*** Opening LISTED RECORDS ***

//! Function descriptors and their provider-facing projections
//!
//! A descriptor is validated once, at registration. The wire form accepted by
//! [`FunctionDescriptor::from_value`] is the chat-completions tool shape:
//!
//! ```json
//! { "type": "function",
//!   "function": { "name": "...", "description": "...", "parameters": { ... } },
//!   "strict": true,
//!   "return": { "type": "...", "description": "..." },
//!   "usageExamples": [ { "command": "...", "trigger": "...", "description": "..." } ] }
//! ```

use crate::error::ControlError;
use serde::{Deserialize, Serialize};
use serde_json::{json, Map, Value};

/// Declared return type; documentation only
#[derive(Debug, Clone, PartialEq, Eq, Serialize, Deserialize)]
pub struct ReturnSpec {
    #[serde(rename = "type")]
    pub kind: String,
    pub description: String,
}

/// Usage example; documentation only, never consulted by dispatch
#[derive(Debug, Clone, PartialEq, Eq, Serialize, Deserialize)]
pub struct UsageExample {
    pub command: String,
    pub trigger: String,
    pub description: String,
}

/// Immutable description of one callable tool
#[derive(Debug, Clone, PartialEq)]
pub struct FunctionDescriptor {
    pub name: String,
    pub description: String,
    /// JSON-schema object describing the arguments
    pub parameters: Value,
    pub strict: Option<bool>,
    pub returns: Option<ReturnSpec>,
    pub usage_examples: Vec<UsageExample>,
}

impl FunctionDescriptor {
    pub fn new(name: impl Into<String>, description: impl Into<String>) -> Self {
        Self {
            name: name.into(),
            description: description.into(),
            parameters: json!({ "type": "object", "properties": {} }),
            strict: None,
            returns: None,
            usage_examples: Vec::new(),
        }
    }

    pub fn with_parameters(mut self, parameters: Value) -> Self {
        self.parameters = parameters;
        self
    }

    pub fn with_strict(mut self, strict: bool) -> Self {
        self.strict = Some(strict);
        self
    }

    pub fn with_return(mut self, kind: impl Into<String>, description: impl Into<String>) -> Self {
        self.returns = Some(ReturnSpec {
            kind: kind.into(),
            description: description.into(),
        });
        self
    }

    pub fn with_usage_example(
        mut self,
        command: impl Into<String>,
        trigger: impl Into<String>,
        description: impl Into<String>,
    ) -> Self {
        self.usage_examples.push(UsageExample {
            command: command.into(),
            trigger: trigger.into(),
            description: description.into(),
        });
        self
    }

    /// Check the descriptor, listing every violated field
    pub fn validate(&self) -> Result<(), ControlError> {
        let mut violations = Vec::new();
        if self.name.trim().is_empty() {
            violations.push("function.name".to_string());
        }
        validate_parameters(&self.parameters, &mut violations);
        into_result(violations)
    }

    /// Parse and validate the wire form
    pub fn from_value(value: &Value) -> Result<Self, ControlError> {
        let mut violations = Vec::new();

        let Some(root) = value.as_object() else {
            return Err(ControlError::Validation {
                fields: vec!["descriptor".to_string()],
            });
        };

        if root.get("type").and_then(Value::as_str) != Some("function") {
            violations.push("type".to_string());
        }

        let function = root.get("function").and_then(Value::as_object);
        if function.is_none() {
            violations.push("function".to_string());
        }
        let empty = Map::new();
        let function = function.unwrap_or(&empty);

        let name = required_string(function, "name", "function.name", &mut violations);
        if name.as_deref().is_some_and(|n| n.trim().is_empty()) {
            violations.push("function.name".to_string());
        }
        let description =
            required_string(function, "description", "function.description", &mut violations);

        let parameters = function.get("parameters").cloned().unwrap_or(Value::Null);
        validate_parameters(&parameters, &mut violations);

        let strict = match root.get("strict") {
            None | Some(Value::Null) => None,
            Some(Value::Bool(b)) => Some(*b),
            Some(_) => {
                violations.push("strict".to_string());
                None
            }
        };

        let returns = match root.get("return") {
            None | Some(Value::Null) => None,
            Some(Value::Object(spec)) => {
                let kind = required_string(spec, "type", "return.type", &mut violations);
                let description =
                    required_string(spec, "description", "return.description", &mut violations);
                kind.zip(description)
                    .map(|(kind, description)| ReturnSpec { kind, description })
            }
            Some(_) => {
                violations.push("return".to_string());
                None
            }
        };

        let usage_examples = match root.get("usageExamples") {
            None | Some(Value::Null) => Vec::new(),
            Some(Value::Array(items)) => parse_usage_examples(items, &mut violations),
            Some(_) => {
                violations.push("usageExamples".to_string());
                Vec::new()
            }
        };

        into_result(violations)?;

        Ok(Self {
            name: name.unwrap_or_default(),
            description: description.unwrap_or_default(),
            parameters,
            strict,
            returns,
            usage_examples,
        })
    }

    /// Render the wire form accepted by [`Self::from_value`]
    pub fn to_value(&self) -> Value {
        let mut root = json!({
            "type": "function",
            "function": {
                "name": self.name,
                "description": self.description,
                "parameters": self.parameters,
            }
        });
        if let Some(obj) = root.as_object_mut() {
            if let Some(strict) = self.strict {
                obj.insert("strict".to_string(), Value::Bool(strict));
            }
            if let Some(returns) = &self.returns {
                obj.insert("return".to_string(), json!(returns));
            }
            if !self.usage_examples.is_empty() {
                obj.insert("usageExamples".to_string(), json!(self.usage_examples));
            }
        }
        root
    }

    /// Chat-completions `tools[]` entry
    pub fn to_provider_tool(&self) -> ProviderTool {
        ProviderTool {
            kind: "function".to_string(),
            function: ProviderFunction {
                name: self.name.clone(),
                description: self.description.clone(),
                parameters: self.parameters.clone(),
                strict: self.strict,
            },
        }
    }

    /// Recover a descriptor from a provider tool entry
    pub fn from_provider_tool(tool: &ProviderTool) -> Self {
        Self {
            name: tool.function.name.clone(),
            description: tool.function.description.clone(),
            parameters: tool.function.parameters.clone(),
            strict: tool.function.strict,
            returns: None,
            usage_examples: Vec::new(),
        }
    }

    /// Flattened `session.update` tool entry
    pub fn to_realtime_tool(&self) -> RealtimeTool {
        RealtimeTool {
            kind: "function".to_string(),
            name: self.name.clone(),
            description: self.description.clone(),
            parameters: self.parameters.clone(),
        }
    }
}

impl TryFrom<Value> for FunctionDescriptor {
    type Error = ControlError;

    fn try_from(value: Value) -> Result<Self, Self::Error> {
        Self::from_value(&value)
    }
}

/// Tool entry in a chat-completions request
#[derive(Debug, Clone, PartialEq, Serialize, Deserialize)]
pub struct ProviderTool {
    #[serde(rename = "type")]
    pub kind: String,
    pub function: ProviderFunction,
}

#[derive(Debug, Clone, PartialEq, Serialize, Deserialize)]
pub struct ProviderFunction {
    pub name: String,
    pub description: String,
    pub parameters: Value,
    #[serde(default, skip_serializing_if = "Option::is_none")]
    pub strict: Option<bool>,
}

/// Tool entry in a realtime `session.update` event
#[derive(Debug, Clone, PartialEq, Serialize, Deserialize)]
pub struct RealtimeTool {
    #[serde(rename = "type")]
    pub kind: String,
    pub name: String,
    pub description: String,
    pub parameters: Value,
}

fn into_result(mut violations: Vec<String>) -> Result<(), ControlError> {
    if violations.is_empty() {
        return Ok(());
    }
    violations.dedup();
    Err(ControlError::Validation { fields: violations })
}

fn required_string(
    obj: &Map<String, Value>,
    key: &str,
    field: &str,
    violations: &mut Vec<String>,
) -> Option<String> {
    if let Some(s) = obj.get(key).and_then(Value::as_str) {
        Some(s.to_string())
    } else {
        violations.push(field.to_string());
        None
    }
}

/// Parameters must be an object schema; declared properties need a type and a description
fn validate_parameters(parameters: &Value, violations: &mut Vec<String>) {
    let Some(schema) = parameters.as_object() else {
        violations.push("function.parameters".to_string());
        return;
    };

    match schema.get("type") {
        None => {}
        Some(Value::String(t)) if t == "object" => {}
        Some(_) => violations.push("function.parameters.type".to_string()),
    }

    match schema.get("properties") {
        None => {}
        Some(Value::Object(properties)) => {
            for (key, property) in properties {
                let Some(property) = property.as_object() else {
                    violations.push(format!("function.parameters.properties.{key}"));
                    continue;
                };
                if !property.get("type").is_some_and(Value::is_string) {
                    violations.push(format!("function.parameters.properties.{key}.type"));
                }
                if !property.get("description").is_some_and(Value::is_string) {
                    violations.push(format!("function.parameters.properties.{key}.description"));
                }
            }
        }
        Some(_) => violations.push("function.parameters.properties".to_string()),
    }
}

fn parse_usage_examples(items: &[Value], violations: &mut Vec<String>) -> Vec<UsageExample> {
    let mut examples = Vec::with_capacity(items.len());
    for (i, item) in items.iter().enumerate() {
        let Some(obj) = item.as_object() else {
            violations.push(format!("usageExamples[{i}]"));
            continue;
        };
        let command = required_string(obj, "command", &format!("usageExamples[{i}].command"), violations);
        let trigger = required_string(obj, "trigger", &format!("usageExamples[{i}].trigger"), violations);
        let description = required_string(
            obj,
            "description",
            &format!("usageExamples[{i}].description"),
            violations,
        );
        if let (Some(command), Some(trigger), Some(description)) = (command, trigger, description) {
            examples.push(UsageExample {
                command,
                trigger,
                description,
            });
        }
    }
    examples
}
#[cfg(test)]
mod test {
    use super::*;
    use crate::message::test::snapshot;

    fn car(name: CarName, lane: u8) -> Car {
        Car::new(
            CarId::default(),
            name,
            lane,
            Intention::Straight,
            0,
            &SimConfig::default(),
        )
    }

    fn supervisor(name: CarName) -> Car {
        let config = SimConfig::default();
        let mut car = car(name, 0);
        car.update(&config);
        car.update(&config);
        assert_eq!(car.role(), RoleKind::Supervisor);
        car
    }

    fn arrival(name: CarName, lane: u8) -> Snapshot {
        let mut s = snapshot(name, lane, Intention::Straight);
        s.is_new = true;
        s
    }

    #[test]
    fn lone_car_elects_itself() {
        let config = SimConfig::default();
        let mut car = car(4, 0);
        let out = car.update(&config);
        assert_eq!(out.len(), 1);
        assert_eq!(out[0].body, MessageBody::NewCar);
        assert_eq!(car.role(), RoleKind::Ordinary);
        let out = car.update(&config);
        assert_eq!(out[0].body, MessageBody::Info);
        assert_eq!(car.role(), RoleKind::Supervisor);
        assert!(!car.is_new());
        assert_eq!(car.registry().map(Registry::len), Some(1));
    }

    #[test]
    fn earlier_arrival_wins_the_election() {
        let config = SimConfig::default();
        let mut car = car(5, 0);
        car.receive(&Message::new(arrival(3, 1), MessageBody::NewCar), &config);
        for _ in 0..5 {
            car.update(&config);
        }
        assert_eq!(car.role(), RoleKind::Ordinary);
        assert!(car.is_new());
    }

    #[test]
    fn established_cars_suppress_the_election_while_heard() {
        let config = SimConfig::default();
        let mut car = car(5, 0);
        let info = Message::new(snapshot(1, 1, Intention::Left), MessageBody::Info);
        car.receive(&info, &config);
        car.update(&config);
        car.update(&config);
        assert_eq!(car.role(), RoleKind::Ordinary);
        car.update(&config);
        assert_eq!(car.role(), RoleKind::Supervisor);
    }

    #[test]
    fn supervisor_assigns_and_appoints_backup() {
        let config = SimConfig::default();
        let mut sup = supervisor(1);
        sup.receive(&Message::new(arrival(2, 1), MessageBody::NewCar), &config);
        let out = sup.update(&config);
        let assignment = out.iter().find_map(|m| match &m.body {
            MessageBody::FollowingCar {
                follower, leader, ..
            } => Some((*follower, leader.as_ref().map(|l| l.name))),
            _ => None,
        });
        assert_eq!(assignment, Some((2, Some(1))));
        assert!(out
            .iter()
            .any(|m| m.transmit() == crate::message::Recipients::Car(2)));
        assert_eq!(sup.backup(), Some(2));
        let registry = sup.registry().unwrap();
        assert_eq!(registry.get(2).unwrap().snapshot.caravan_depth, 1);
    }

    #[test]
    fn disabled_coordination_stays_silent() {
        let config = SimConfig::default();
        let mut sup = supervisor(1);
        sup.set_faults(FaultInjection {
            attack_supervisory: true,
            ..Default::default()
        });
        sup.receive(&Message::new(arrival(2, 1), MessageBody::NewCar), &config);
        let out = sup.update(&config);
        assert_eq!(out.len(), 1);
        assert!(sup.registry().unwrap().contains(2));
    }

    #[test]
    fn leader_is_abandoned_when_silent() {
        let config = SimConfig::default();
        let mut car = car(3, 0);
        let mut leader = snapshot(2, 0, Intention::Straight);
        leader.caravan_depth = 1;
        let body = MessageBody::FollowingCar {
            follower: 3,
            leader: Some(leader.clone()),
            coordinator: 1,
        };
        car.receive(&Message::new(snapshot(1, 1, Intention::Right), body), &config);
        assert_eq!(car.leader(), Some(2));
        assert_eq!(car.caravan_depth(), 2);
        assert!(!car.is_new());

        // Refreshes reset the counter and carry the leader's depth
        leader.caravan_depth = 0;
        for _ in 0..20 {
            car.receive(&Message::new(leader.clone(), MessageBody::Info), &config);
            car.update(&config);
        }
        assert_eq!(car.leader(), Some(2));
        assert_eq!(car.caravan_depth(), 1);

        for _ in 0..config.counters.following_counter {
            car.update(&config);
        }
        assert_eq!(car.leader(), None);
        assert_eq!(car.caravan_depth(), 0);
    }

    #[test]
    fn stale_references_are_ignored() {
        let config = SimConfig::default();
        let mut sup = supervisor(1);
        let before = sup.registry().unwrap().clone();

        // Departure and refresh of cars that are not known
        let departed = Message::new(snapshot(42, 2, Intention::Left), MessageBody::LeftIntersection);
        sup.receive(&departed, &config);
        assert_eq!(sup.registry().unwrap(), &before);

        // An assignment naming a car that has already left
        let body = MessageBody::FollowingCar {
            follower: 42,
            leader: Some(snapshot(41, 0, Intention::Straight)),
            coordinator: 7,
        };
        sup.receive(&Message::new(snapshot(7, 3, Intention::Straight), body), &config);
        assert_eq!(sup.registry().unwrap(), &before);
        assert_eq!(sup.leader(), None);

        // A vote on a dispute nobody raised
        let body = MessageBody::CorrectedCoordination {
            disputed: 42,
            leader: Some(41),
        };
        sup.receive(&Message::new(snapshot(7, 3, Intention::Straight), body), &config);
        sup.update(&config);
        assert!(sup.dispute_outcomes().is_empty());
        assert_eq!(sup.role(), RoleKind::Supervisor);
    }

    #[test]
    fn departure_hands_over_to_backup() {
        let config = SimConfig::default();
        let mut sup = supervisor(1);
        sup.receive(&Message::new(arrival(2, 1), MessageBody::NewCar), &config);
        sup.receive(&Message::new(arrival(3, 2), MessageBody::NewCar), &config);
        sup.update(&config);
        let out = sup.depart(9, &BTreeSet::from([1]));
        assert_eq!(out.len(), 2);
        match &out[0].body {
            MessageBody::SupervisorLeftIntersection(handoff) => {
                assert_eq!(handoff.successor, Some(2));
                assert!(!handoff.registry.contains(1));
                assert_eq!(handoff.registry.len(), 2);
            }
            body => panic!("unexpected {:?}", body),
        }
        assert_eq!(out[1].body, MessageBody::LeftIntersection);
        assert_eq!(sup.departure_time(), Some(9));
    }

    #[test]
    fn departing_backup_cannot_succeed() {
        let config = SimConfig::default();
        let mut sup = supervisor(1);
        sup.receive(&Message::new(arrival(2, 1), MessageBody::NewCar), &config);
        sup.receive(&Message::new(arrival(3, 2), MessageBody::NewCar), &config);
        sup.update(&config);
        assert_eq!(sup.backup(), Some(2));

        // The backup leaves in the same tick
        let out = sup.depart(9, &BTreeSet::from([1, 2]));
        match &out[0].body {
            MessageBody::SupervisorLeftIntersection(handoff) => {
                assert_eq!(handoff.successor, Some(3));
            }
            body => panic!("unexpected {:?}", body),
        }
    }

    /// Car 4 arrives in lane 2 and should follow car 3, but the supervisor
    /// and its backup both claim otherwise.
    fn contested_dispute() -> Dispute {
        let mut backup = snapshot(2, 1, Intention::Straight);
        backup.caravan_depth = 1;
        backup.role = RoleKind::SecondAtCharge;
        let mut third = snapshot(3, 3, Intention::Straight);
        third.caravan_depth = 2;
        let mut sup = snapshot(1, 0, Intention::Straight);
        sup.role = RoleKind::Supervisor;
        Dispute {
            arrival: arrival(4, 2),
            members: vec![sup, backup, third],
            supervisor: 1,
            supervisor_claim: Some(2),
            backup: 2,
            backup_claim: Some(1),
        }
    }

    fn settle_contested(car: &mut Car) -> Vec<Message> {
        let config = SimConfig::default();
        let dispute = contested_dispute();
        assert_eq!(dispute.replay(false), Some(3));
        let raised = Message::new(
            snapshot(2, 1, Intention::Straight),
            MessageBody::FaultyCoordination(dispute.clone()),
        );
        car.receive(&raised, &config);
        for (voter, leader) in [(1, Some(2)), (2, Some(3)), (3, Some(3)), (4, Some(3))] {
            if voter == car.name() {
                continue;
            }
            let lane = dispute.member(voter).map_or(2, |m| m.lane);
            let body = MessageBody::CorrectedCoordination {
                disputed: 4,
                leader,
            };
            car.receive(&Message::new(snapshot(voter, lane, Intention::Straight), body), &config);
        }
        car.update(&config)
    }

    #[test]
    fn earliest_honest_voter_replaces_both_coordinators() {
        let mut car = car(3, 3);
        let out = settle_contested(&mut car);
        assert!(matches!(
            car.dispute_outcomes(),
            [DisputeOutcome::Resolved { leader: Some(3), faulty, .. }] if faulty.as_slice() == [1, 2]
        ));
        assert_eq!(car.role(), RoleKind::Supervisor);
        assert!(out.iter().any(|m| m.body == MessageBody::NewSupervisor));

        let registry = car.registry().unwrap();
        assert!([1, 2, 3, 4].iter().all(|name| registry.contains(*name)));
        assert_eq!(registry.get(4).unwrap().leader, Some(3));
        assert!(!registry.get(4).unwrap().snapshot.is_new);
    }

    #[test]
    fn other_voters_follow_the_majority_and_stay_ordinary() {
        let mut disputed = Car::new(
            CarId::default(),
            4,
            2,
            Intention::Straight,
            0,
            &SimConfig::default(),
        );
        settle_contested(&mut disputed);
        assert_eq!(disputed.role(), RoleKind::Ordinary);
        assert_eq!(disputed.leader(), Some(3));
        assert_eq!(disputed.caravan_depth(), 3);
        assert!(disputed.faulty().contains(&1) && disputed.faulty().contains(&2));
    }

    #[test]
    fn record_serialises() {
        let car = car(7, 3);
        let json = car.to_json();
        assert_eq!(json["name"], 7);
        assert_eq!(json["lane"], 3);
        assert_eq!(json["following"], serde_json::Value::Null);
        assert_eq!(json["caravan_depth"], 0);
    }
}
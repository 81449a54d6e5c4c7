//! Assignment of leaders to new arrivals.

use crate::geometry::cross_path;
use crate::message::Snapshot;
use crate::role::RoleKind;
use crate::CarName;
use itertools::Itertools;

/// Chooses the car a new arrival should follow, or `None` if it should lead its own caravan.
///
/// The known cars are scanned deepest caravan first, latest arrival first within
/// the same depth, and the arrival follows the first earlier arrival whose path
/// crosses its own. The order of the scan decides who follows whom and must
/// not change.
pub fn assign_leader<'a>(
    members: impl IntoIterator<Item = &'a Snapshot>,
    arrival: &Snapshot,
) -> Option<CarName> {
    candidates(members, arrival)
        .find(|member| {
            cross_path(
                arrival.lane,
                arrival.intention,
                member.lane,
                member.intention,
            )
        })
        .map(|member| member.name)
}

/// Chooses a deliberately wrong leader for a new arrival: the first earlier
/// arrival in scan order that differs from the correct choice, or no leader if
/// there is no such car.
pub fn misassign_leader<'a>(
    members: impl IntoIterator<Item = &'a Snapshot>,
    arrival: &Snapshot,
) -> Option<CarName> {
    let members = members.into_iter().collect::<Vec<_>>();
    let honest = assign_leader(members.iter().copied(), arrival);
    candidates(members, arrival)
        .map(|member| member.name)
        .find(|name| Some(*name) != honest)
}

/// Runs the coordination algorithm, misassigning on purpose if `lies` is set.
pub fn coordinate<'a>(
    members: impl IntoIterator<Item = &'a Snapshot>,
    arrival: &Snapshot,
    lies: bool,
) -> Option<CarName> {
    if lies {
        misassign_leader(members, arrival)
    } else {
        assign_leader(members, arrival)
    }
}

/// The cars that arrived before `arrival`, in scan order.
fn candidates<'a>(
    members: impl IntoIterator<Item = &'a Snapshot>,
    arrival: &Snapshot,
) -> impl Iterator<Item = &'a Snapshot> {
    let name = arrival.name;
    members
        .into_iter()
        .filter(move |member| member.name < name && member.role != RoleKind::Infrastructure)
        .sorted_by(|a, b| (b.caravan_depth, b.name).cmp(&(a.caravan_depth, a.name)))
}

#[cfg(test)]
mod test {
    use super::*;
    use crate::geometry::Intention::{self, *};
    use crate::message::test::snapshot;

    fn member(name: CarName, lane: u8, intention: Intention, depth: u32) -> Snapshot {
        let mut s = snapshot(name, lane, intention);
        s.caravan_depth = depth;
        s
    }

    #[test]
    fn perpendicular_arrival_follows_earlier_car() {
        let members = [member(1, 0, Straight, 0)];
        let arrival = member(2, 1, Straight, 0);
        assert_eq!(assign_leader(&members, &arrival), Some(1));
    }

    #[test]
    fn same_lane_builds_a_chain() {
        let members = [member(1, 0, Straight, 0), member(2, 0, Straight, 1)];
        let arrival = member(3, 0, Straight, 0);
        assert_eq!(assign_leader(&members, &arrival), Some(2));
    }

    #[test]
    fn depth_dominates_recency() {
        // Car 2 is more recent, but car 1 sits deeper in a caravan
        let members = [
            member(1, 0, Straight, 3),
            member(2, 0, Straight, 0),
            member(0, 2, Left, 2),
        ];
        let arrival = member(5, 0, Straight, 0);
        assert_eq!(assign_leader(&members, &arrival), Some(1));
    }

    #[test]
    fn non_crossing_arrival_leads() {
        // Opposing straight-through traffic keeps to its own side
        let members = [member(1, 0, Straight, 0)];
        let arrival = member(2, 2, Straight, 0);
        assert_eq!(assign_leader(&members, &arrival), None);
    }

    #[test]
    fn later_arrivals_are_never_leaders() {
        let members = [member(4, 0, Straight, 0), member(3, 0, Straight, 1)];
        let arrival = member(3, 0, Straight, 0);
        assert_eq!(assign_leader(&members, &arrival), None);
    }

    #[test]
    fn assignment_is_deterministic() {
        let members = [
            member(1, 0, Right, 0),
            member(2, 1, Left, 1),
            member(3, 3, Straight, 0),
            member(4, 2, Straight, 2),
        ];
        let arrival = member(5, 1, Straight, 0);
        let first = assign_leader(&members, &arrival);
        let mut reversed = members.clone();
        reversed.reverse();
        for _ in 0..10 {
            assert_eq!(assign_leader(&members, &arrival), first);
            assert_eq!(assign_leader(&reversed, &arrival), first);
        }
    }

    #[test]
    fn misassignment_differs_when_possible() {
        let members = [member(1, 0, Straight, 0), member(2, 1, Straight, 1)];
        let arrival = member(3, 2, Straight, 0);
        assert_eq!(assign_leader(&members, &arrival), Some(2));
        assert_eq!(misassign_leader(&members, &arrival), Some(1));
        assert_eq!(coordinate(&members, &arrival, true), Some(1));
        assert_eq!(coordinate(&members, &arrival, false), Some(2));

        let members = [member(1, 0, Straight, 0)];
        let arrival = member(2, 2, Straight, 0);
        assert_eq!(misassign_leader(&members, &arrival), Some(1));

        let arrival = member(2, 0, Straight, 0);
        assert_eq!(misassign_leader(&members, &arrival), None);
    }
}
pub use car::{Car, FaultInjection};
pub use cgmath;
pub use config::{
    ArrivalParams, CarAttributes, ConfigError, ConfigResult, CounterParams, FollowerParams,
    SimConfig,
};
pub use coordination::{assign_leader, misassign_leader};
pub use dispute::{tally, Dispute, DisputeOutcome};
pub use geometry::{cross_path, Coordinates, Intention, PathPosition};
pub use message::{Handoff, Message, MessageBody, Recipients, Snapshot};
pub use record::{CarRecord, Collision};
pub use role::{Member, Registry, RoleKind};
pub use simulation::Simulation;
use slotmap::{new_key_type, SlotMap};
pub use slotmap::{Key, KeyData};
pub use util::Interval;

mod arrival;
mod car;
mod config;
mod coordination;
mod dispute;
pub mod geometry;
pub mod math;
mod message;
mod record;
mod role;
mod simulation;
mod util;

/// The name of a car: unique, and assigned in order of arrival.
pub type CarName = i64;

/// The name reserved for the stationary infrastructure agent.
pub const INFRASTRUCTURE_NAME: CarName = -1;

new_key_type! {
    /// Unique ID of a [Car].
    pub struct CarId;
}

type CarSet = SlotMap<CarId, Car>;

*** Closing LISTED RECORDS ***

* [PROBLEM TO SOLVE]: What is the count of lines in the data above containing the string "schema"? Write the number and nothing else.

* [RESPONSE TO THE EXERCISE]: 5